Reputation: 4645
I have a data that I want to find out which column has the maximum value and output that column name. One issue is that if there is no maximum value (e.g, all numeric numbers equal) return all_equal
comment or if two column has equal max value compared to the third one output those two column name.
Here is the sample data
test <- data.frame(A=c(5,NA,NA,1,NA,NA,3,NA,NA),B=c(NA,2,NA,NA,1,NA,NA,1,NA),C=c(NA,NA,1,NA,NA,1,NA,NA,3),gr=gl(3,3))
A B C gr
1 5 NA NA 1
2 NA 2 NA 1
3 NA NA 1 1
4 1 NA NA 2
5 NA 1 NA 2
6 NA NA 1 2
7 3 NA NA 3
8 NA 1 NA 3
9 NA NA 3 3
In each gr
there is values in column A
, B and C
. My purpose is to find which column has the maximum value in that group and output that column name to new column called col_name
.
if all values are equal to each other as in gr=2
output is all_equal
if two of the column has max value comparing to the third column like in gr=3
output column names A&C
to the col_name
.
I realized that it might be difficult to build a pipeline without gather
so I tried;
library(dplyr)
test%>%
group_by(gr)%>%
gather(variable, value, -gr) %>%
arrange(gr)%>%
mutate(col_name=variable[which.max(value)])
# A tibble: 18 x 4
# Groups: gr [2]
r variable value col_name
<fct> <chr> <dbl> <chr>
1 1 A 5 A
2 1 A NA A
3 1 A NA A
4 1 B NA A
5 1 B 2 A
6 1 B NA A
7 1 C NA A
8 1 C NA A
9 1 C 1 A
10 2 A 1 A
11 2 A NA A
12 2 A NA A
13 2 B NA A
14 2 B 1 A
15 2 B NA A
16 2 C NA A
17 2 C NA A
18 2 C 1 A
The problem I am struggling in here is how to output all_equal
comment if all the max values are equal in columns A,B and C and
if 2 columns max value equals (A and C in gr=3) outputting those equal column names in this format A&C
in col_name
The expected output would be
> test
A B C gr col_name
1 5 NA NA 1 A
2 NA 2 NA 1 A
3 NA NA 1 1 A
4 1 NA NA 2 all_equal
5 NA 1 NA 2 all_equal
6 NA NA 1 2 all_equal
7 3 NA NA 3 A&C
8 NA 1 NA 3 A&C
9 NA NA 3 3 A&C
thx in advance!
Upvotes: 5
Views: 596
Reputation: 47350
Here are 2 base R
solutions
Using split<-
and aggregate
test0 <- aggregate(test[1:3], by = test[4], max,na.rm=T)[-1]
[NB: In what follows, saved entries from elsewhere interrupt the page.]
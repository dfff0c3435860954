use std::collections::{BTreeMap, HashMap};

use crate::models::{AttemptRecord, ProgressReport, Question, TopicProgress};

/// Per-topic attempted/correct/accuracy over a user's attempts
pub fn topic_breakdown(records: &[AttemptRecord]) -> BTreeMap<String, TopicProgress> {
    let mut tallies: BTreeMap<String, (u32, u32)> = BTreeMap::new();
    for record in records {
        let tally = tallies.entry(record.question.topic.clone()).or_default();
        tally.0 += 1;
        if record.attempt.is_correct {
            tally.1 += 1;
        }
    }

    tallies
        .into_iter()
        .map(|(topic, (attempted, correct))| (topic, TopicProgress::new(attempted, correct)))
        .collect()
}

pub fn overall(records: &[AttemptRecord]) -> TopicProgress {
    let correct = records.iter().filter(|r| r.attempt.is_correct).count();
    TopicProgress::new(records.len() as u32, correct as u32)
}

/// Questions whose most recent attempt was incorrect.
///
/// "Most recent" orders by `created_at`, then by attempt id, so two attempts
/// recorded in the same microsecond still resolve deterministically.
/// The result is ordered by question id.
pub fn review_list(records: &[AttemptRecord]) -> Vec<Question> {
    let mut latest: HashMap<i64, &AttemptRecord> = HashMap::new();
    for record in records {
        let key = (record.attempt.created_at, record.attempt.id);
        latest
            .entry(record.question.id)
            .and_modify(|current| {
                if key > (current.attempt.created_at, current.attempt.id) {
                    *current = record;
                }
            })
            .or_insert(record);
    }

    let mut missed: Vec<Question> = latest
        .into_values()
        .filter(|record| !record.attempt.is_correct)
        .map(|record| record.question.clone())
        .collect();
    missed.sort_by_key(|question| question.id);
    missed
}

pub fn build_report(username: &str, records: &[AttemptRecord]) -> ProgressReport {
    ProgressReport {
        username: username.to_string(),
        overall: overall(records),
        topics: topic_breakdown(records),
        review: review_list(records),
    }
}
nms <- apply(do.call(pmax,test0) == test0, 1 , function(x) names(which(x)))
test$col_name <- NA
split(test$col_name, test$gr) <-
ifelse(lengths(nms) == 3, "all_equal", lapply(nms,paste,collapse="&"))
test
# A B C gr col_name
# 1 5 NA NA 1 A
# 2 NA 2 NA 1 A
# 3 NA NA 1 1 A
# 4 1 NA NA 2 all_equal
# 5 NA 1 NA 2 all_equal
# 6 NA NA 1 2 all_equal
# 7 3 NA NA 3 A&C
# 8 NA 1 NA 3 A&C
# 9 NA NA 3 3 A&C
details
We first coalesce test into test0
test0
# A B C
# 1 5 2 1
# 2 1 1 1
# 3 3 1 3
Then get the max rowwise with pmax
, the column indices with which
and the column names with names
.
We assign pasted names (with "all_equal"
exception) with split<-
, they're recycled to form the output.
Using stack
and ave
stacked <- cbind(na.omit(stack(test,-gr)), gr=levels(test$gr))
test$col_name <- with(stacked, ave(values, gr, FUN = function(x){
nms <- paste(names(test)[which(x == max(x))],collapse="&")
if (length(nms) == 3) "all_equal" else nms})[order(gr)])
# A B C gr col_name
# 1 5 NA NA 1 A
# 2 NA 2 NA 1 A
# 3 NA NA 1 1 A
# 4 1 NA NA 2 A&B&C
# 5 NA 1 NA 2 A&B&C
# 6 NA NA 1 2 A&B&C
# 7 3 NA NA 3 A&C
# 8 NA 1 NA 3 A&C
# 9 NA NA 3 3 A&C
Upvotes: 0
Reputation: 8120
Similar to akrun's answer
library(tidyverse)
test <- data_frame(A=c(5,NA,NA,1,NA,NA,3,NA,NA),B=c(NA,2,NA,NA,1,NA,NA,1,NA),C=c(NA,NA,1,NA,NA,1,NA,NA,3),gr=gl(3,3))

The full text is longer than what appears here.